Stored data entries
===
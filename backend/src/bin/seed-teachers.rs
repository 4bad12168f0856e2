//! Register teacher usernames so they can manage announcements.
//!
//! Usage:
//!   DATABASE_URL=... ./seed-teachers mrodriguez mchen --display-name "Staff"
//!
//! Existing usernames are left untouched, so the command is safe to re-run.

use std::sync::Arc;

use anyhow::{Context, Result};
use clap::Parser;
use serde_json::{json, Value};

use announcements_api::{
    db::{self, PgRecordStore},
    store::{RecordStore, TEACHERS},
};

#[derive(Parser)]
#[command(name = "seed-teachers", about = "Register teacher accounts for the announcements API")]
struct Args {
    /// Usernames to register
    #[arg(required = true)]
    usernames: Vec<String>,

    /// Display name stored alongside each username (defaults to the username)
    #[arg(long)]
    display_name: Option<String>,
}

#[tokio::main]
async fn main() -> Result<()> {
    dotenvy::dotenv().ok();

    tracing_subscriber::fmt()
        .with_max_level(tracing::Level::INFO)
        .init();

    let args = Args::parse();

    let database_url = std::env::var("DATABASE_URL").context("DATABASE_URL required")?;
    let pool = db::create_pool(&database_url, 5)
        .await
        .context("Failed to connect to database")?;
    db::run_migrations(&pool).await?;

    let store: Arc<dyn RecordStore> = Arc::new(PgRecordStore::new(pool));

    let mut created = 0;
    for username in &args.usernames {
        if store.find_one(TEACHERS, username).await?.is_some() {
            tracing::info!("Teacher {} already registered, skipping", username);
            continue;
        }

        let display_name = args.display_name.as_deref().unwrap_or(username);
        let Value::Object(record) = json!({
            "_id": username,
            "display_name": display_name,
        }) else {
            anyhow::bail!("teacher record is not a JSON object");
        };

        store
            .insert(TEACHERS, record)
            .await
            .with_context(|| format!("Failed to insert teacher {username}"))?;
        tracing::info!("Registered teacher {}", username);
        created += 1;
    }

    tracing::info!(
        "Done: {} registered, {} already present",
        created,
        args.usernames.len() - created
    );
    Ok(())
}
===
Assignment. Retype every record exactly, omitting nothing.

Result of the task.
filename backend/src/bin/seed-teachers.rs
repository 4bad12168f0856e2
//! Register teacher usernames so they can manage announcements.
//!
//! Usage:
//!   DATABASE_URL=... ./seed-teachers mrodriguez mchen --display-name "Staff"
//!
//! Existing usernames are left untouched, so the command is safe to re-run.

use std::sync::Arc;

use anyhow::{Context, Result};
use clap::Parser;
use serde_json::{json, Value};

use announcements_api::{
    db::{self, PgRecordStore},
    store::{RecordStore, TEACHERS},
};

#[derive(Parser)]
#[command(name = "seed-teachers", about = "Register teacher accounts for the announcements API")]
struct Args {
    /// Usernames to register
    #[arg(required = true)]
    usernames: Vec<String>,

    /// Display name stored alongside each username (defaults to the username)
    #[arg(long)]
    display_name: Option<String>,
}

#[tokio::main]
async fn main() -> Result<()> {
    dotenvy::dotenv().ok();

    tracing_subscriber::fmt()
        .with_max_level(tracing::Level::INFO)
        .init();

    let args = Args::parse();

    let database_url = std::env::var("DATABASE_URL").context("DATABASE_URL required")?;
    let pool = db::create_pool(&database_url, 5)
        .await
        .context("Failed to connect to database")?;
    db::run_migrations(&pool).await?;

    let store: Arc<dyn RecordStore> = Arc::new(PgRecordStore::new(pool));

    let mut created = 0;
    for username in &args.usernames {
        if store.find_one(TEACHERS, username).await?.is_some() {
            tracing::info!("Teacher {} already registered, skipping", username);
            continue;
        }

        let display_name = args.display_name.as_deref().unwrap_or(username);
        let Value::Object(record) = json!({
            "_id": username,
            "display_name": display_name,
        }) else {
            anyhow::bail!("teacher record is not a JSON object");
        };

        store
            .insert(TEACHERS, record)
            .await
            .with_context(|| format!("Failed to insert teacher {username}"))?;
        tracing::info!("Registered teacher {}", username);
        created += 1;
    }

    tracing::info!(
        "Done: {} registered, {} already present",
        created,
        args.usernames.len() - created
    );
    Ok(())
}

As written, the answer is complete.